By 1965, when birth control became legal nationwide for married couples, 6.5 million women were taking birth control pills to prevent pregnancy.
And a report from the CDC in 2012 shows that between 2006 and 2010, 62% of women who were of reproductive age were using some form of birth control, which includes the pill, IUDs, and condoms.
Fact five: World War I and II helped lead to the legalization of condoms in America.
During World War I, the spread of venereal disease among soldiers was a huge concern for allied troops.
And Schmid, the same sausage maker that helped to popularize the use of condoms in the late 19th century, made a huge profit selling his sheaths to Allied soldiers, but not American Allied soldiers.

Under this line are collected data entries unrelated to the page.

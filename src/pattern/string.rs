use crate::pattern::Options;
use crate::pattern::ast::{Modifier, Part, PartType};
use crate::pattern::lexer::is_valid_name_code_point;
use crate::pattern::regexp::{FULL_WILDCARD_REGEXP, segment_wildcard_regexp};

pub fn escape_pattern_string(input: &str) -> String {
    let mut result = String::with_capacity(input.len());

    for c in input.chars() {
        if matches!(c, '+' | '*' | '?' | ':' | '{' | '}' | '(' | ')' | '\\') {
            result.push('\\');
        }
        result.push(c);
    }

    result
}

/// Regenerates a pattern string that re-parses to the same part list.
pub fn generate_pattern_string(parts: &[Part], options: &Options) -> String {
    let mut result = String::new();
    let prefix_code_point = options.prefix_string();

    for (index, part) in parts.iter().enumerate() {
        let previous_part = index.checked_sub(1).and_then(|i| parts.get(i));
        let next_part = parts.get(index + 1);

        if part.kind == PartType::FixedText {
            if part.modifier == Modifier::None {
                result.push_str(&escape_pattern_string(&part.value));
            } else {
                result.push('{');
                result.push_str(&escape_pattern_string(&part.value));
                result.push('}');
                result.push_str(part.modifier.as_str());
            }
            continue;
        }

        let custom_name = part.has_custom_name();

        let mut needs_grouping = !part.suffix.is_empty()
            || (!part.prefix.is_empty() && part.prefix != prefix_code_point);

        if !needs_grouping
            && custom_name
            && part.kind == PartType::SegmentWildcard
            && part.modifier == Modifier::None
            && let Some(next) = next_part
            && next.prefix.is_empty()
            && next.suffix.is_empty()
        {
            needs_grouping = if next.kind == PartType::FixedText {
                next.value
                    .chars()
                    .next()
                    .is_some_and(|c| is_valid_name_code_point(c, false))
            } else {
                !next.has_custom_name()
            };
        }

        if !needs_grouping
            && part.prefix.is_empty()
            && let Some(previous) = previous_part
            && previous.kind == PartType::FixedText
            && !prefix_code_point.is_empty()
            && previous.value.ends_with(prefix_code_point.as_str())
        {
            needs_grouping = true;
        }

        if needs_grouping {
            result.push('{');
        }

        result.push_str(&escape_pattern_string(&part.prefix));

        if custom_name {
            result.push(':');
            result.push_str(&part.name);
        }

        match part.kind {
            PartType::Regexp => {
                result.push('(');
                result.push_str(&part.value);
                result.push(')');
            }
            PartType::SegmentWildcard if !custom_name => {
                result.push('(');
                result.push_str(&segment_wildcard_regexp(options));
                result.push(')');
            }
            PartType::FullWildcard => {
                let bare_asterisk = !custom_name
                    && (previous_part.is_none_or(|p| {
                        p.kind == PartType::FixedText || p.modifier != Modifier::None
                    }) || needs_grouping
                        || !part.prefix.is_empty());

                if bare_asterisk {
                    result.push('*');
                } else {
                    result.push('(');
                    result.push_str(FULL_WILDCARD_REGEXP);
                    result.push(')');
                }
            }
            _ => {}
        }

        if part.kind == PartType::SegmentWildcard
            && custom_name
            && part
                .suffix
                .chars()
                .next()
                .is_some_and(|c| is_valid_name_code_point(c, false))
        {
            result.push('\\');
        }

        result.push_str(&escape_pattern_string(&part.suffix));

        if needs_grouping {
            result.push('}');
        }

        result.push_str(part.modifier.as_str());
    }

    result
}

#[cfg(test)]
mod tests {
    use super::*;

    #[test]
    fn escapes_pattern_syntax_but_not_slashes() {
        assert_eq!(escape_pattern_string("/a:b*"), "/a\\:b\\*");
        assert_eq!(escape_pattern_string("{x}"), "\\{x\\}");
    }
}
use crate::canonicalize::CanonicalizeError;
use crate::pattern::TokenType;
use thiserror::Error;

#[derive(Debug, Error, Clone, PartialEq, Eq)]
pub enum PatternError {
    #[error("pattern '{pattern}' ends with a lone escape character at index {index}")]
    LoneEscapeCharacter { pattern: String, index: usize },
    #[error("pattern '{pattern}' has a ':' without a valid group name at index {index}")]
    ParameterMissingName { pattern: String, index: usize },
    #[error("regexp group at index {index} in pattern '{pattern}' is invalid: {reason}")]
    InvalidRegexpGroup {
        pattern: String,
        index: usize,
        reason: &'static str,
    },
    #[error("regexp group at index {index} in pattern '{pattern}' is not terminated")]
    UnterminatedRegexpGroup { pattern: String, index: usize },
    #[error("regexp group at index {index} in pattern '{pattern}' is empty")]
    EmptyRegexpGroup { pattern: String, index: usize },
    #[error(
        "expected {expected:?} token at index {index} in pattern '{pattern}' (found {found:?})"
    )]
    MissingToken {
        pattern: String,
        index: usize,
        expected: TokenType,
        found: TokenType,
    },
    #[error("group name '{name}' appears more than once in pattern '{pattern}'")]
    DuplicateName { pattern: String, name: String },
    #[error(transparent)]
    Encoding(#[from] CanonicalizeError),
}

pub type PatternResult<T> = Result<T, PatternError>;
use crate::pattern::{PatternError, PatternResult};

#[derive(Debug, Clone, Copy, PartialEq, Eq)]
pub enum TokenType {
    /// `{`
    Open,
    /// `}`
    Close,
    /// `(...)`, the value holds the text between the parentheses.
    Regexp,
    /// `:name`, the value holds the name without the colon.
    Name,
    Char,
    /// `\x`, the value holds `x`.
    EscapedChar,
    /// `?` or `+`; `*` is always lexed as [`TokenType::Asterisk`].
    Modifier,
    Asterisk,
    End,
    /// Only produced under [`TokenizePolicy::Lenient`].
    InvalidChar,
}

#[derive(Debug, Clone, PartialEq, Eq)]
pub struct Token {
    pub kind: TokenType,
    /// Code point index of the token in the source pattern.
    pub position: usize,
    pub value: String,
}

#[derive(Debug, Clone, Copy, PartialEq, Eq, Default)]
pub enum TokenizePolicy {
    #[default]
    Strict,
    Lenient,
}

#[tracing::instrument(level = "trace", skip_all, fields(pattern = %input, policy = ?policy))]
pub fn tokenize(input: &str, policy: TokenizePolicy) -> PatternResult<Vec<Token>> {
    let mut tokenizer = Tokenizer::new(input, policy);
    tokenizer.run()?;
    Ok(tokenizer.tokens)
}

/// ID_Start / ID_Continue approximation plus `$`, and ZWNJ/ZWJ for continuations.
pub(crate) fn is_valid_name_code_point(code_point: char, first: bool) -> bool {
    if code_point == '$' || code_point == '_' {
        return true;
    }

    if first {
        code_point.is_alphabetic()
    } else {
        code_point.is_alphanumeric() || code_point == '\u{200C}' || code_point == '\u{200D}'
    }
}

struct Tokenizer<'a> {
    pattern: &'a str,
    input: Vec<char>,
    policy: TokenizePolicy,
    tokens: Vec<Token>,
    index: usize,
    next_index: usize,
    code_point: char,
}

impl<'a> Tokenizer<'a> {
    fn new(pattern: &'a str, policy: TokenizePolicy) -> Self {
        Self {
            pattern,
            input: pattern.chars().collect(),
            policy,
            tokens: Vec::new(),
            index: 0,
            next_index: 0,
            code_point: '\0',
        }
    }

    fn run(&mut self) -> PatternResult<()> {
        let len = self.input.len();

        while self.index < len {
            self.seek_and_get_next_code_point(self.index);

            match self.code_point {
                '*' => self.add_token_at_cursor(TokenType::Asterisk),
                '+' | '?' => self.add_token_at_cursor(TokenType::Modifier),
                '\\' => {
                    if self.index == len - 1 {
                        let err = PatternError::LoneEscapeCharacter {
                            pattern: self.pattern.to_string(),
                            index: self.index,
                        };
                        self.tokenizing_error(self.next_index, self.index, err)?;
                        continue;
                    }

                    let escaped_index = self.next_index;
                    self.get_next_code_point();
                    self.add_token_with_default_length(
                        TokenType::EscapedChar,
                        self.next_index,
                        escaped_index,
                    );
                }
                '{' => self.add_token_at_cursor(TokenType::Open),
                '}' => self.add_token_at_cursor(TokenType::Close),
                ':' => self.consume_name()?,
                '(' => self.consume_regexp()?,
                _ => self.add_token_at_cursor(TokenType::Char),
            }
        }

        self.add_token_with_default_length(TokenType::End, self.index, self.index);

        Ok(())
    }

    fn consume_name(&mut self) -> PatternResult<()> {
        let name_start = self.next_index;
        let mut name_position = name_start;

        while name_position < self.input.len() {
            self.seek_and_get_next_code_point(name_position);

            if !is_valid_name_code_point(self.code_point, name_position == name_start) {
                break;
            }

            name_position = self.next_index;
        }

        if name_position <= name_start {
            let err = PatternError::ParameterMissingName {
                pattern: self.pattern.to_string(),
                index: self.index,
            };
            return self.tokenizing_error(name_start, self.index, err);
        }

        self.add_token_with_default_length(TokenType::Name, name_position, name_start);

        Ok(())
    }

    fn consume_regexp(&mut self) -> PatternResult<()> {
        let len = self.input.len();
        let regexp_start = self.next_index;
        let mut regexp_position = regexp_start;
        let mut depth = 1usize;

        while regexp_position < len {
            self.seek_and_get_next_code_point(regexp_position);

            if !self.code_point.is_ascii() {
                return self.regexp_error(regexp_start, "contains a non-ASCII code point");
            }

            if regexp_position == regexp_start && self.code_point == '?' {
                return self.regexp_error(regexp_start, "must not start with '?'");
            }

            if self.code_point == '\\' {
                if regexp_position == len - 1 {
                    return self.regexp_error(regexp_start, "ends with a lone escape character");
                }

                self.get_next_code_point();

                if !self.code_point.is_ascii() {
                    return self.regexp_error(regexp_start, "contains a non-ASCII code point");
                }

                regexp_position = self.next_index;
                continue;
            }

            if self.code_point == ')' {
                depth -= 1;

                if depth == 0 {
                    regexp_position = self.next_index;
                    break;
                }
            } else if self.code_point == '(' {
                depth += 1;

                if regexp_position == len - 1 {
                    return self.regexp_error(regexp_start, "nested group is not terminated");
                }

                let temporary_position = self.next_index;
                self.get_next_code_point();

                if self.code_point != '?' {
                    return self.regexp_error(regexp_start, "nested groups must be non-capturing");
                }

                self.next_index = temporary_position;
            }

            regexp_position = self.next_index;
        }

        if depth != 0 {
            let err = PatternError::UnterminatedRegexpGroup {
                pattern: self.pattern.to_string(),
                index: self.index,
            };
            return self.tokenizing_error(regexp_start, self.index, err);
        }

        let regexp_length = regexp_position - regexp_start - 1;

        if regexp_length == 0 {
            let err = PatternError::EmptyRegexpGroup {
                pattern: self.pattern.to_string(),
                index: self.index,
            };
            return self.tokenizing_error(regexp_start, self.index, err);
        }

        self.add_token(
            TokenType::Regexp,
            regexp_position,
            regexp_start,
            regexp_length,
        );

        Ok(())
    }

    fn regexp_error(&mut self, regexp_start: usize, reason: &'static str) -> PatternResult<()> {
        let err = PatternError::InvalidRegexpGroup {
            pattern: self.pattern.to_string(),
            index: self.index,
            reason,
        };
        self.tokenizing_error(regexp_start, self.index, err)
    }

    fn tokenizing_error(
        &mut self,
        next_position: usize,
        value_position: usize,
        err: PatternError,
    ) -> PatternResult<()> {
        if self.policy == TokenizePolicy::Strict {
            return Err(err);
        }

        self.add_token_with_default_length(TokenType::InvalidChar, next_position, value_position);

        Ok(())
    }

    fn seek_and_get_next_code_point(&mut self, index: usize) {
        self.next_index = index;
        self.get_next_code_point();
    }

    fn get_next_code_point(&mut self) {
        self.code_point = self.input[self.next_index];
        self.next_index += 1;
    }

    fn add_token(
        &mut self,
        kind: TokenType,
        next_position: usize,
        value_position: usize,
        value_length: usize,
    ) {
        let value = self.input[value_position..value_position + value_length]
            .iter()
            .collect();

        self.tokens.push(Token {
            kind,
            position: self.index,
            value,
        });
        self.index = next_position;
    }

    fn add_token_with_default_length(
        &mut self,
        kind: TokenType,
        next_position: usize,
        value_position: usize,
    ) {
        self.add_token(
            kind,
            next_position,
            value_position,
            next_position - value_position,
        );
    }

    fn add_token_at_cursor(&mut self, kind: TokenType) {
        self.add_token_with_default_length(kind, self.next_index, self.index);
    }
}
use thiserror::Error;

#[derive(Debug, Error, Clone, PartialEq, Eq)]
pub enum CanonicalizeError {
    #[error("protocol '{value}' cannot be canonicalized")]
    Protocol { value: String },
    #[error("username '{value}' cannot be canonicalized")]
    Username { value: String },
    #[error("password '{value}' cannot be canonicalized")]
    Password { value: String },
    #[error("hostname '{value}' cannot be canonicalized")]
    Hostname { value: String },
    #[error("IPv6 hostname '{value}' contains invalid character '{invalid}'")]
    Ipv6Hostname { value: String, invalid: char },
    #[error("port '{value}' is not a valid port number")]
    Port { value: String },
    #[error("pathname '{value}' cannot be canonicalized")]
    Pathname { value: String },
    #[error("search '{value}' cannot be canonicalized")]
    Search { value: String },
    #[error("hash '{value}' cannot be canonicalized")]
    Hash { value: String },
}

pub type CanonicalizeResult<T> = Result<T, CanonicalizeError>;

The U.S. encouraged troops to practice "moral prophylaxis" while in the field, which didn't exactly work since 10% of American troops contracted venereal diseases during World War I.
By 1918, the New York Appeals Court said that condoms could be used because they had a so-called legitimate medical purpose-- disease prevention.
This decision was strengthened when federal appeals courts also decided in the 1930s that doctors could legally prescribe condoms to their patients for the purposes of disease control.
As a result, condoms were also widely used by U.S. soldiers during World War II, and Schmid became the official condom supplier of the U.S. Army.
Fact six: Birth control wasn't available legally to everyone in the U.S. until 1972.
Birth control continued to be regulated by state and federal laws until the tides changed in 1965.
That was the year that the Supreme Court decided in Griswold v. Connecticut that married couples could obtain birth control without restrictions.
But it wasn't because providing access to contraceptives was pitched as a health concern related to disease control, or even for the purposes of family planning, but rather because restricting birth control was found to be a violation of marital privacy.
And it wasn't until seven years after that, that birth control became legal for everyone across the country regardless of marital status.
So how does it all add up?
Well, it seems like as long as people have been reproducing, they've also been looking for ways to control the number of resulting births.
And that has ranged from a variety of interventions, which could stink, in the case of crocodile dung, or could actually burn you, like Lysol disinfectant.
But despite the stigma and criminalization around many methods of birth control into the 20th century, the use of safe and effective birth control has continued to rise.
And just because there's a wide range of birth control products available across the country and the world, that doesn't mean that new innovations aren't still in the works.
For example, researchers are still investigating ways to create safe, effective daily birth control methods for men, which include gels, non-surgical vasectomies, and male birth control pills.
So while Coca-Cola may not be making a comeback in the birth-control game, thank goodness, we may still see new forms of birth control arriving on the market once studies are complete.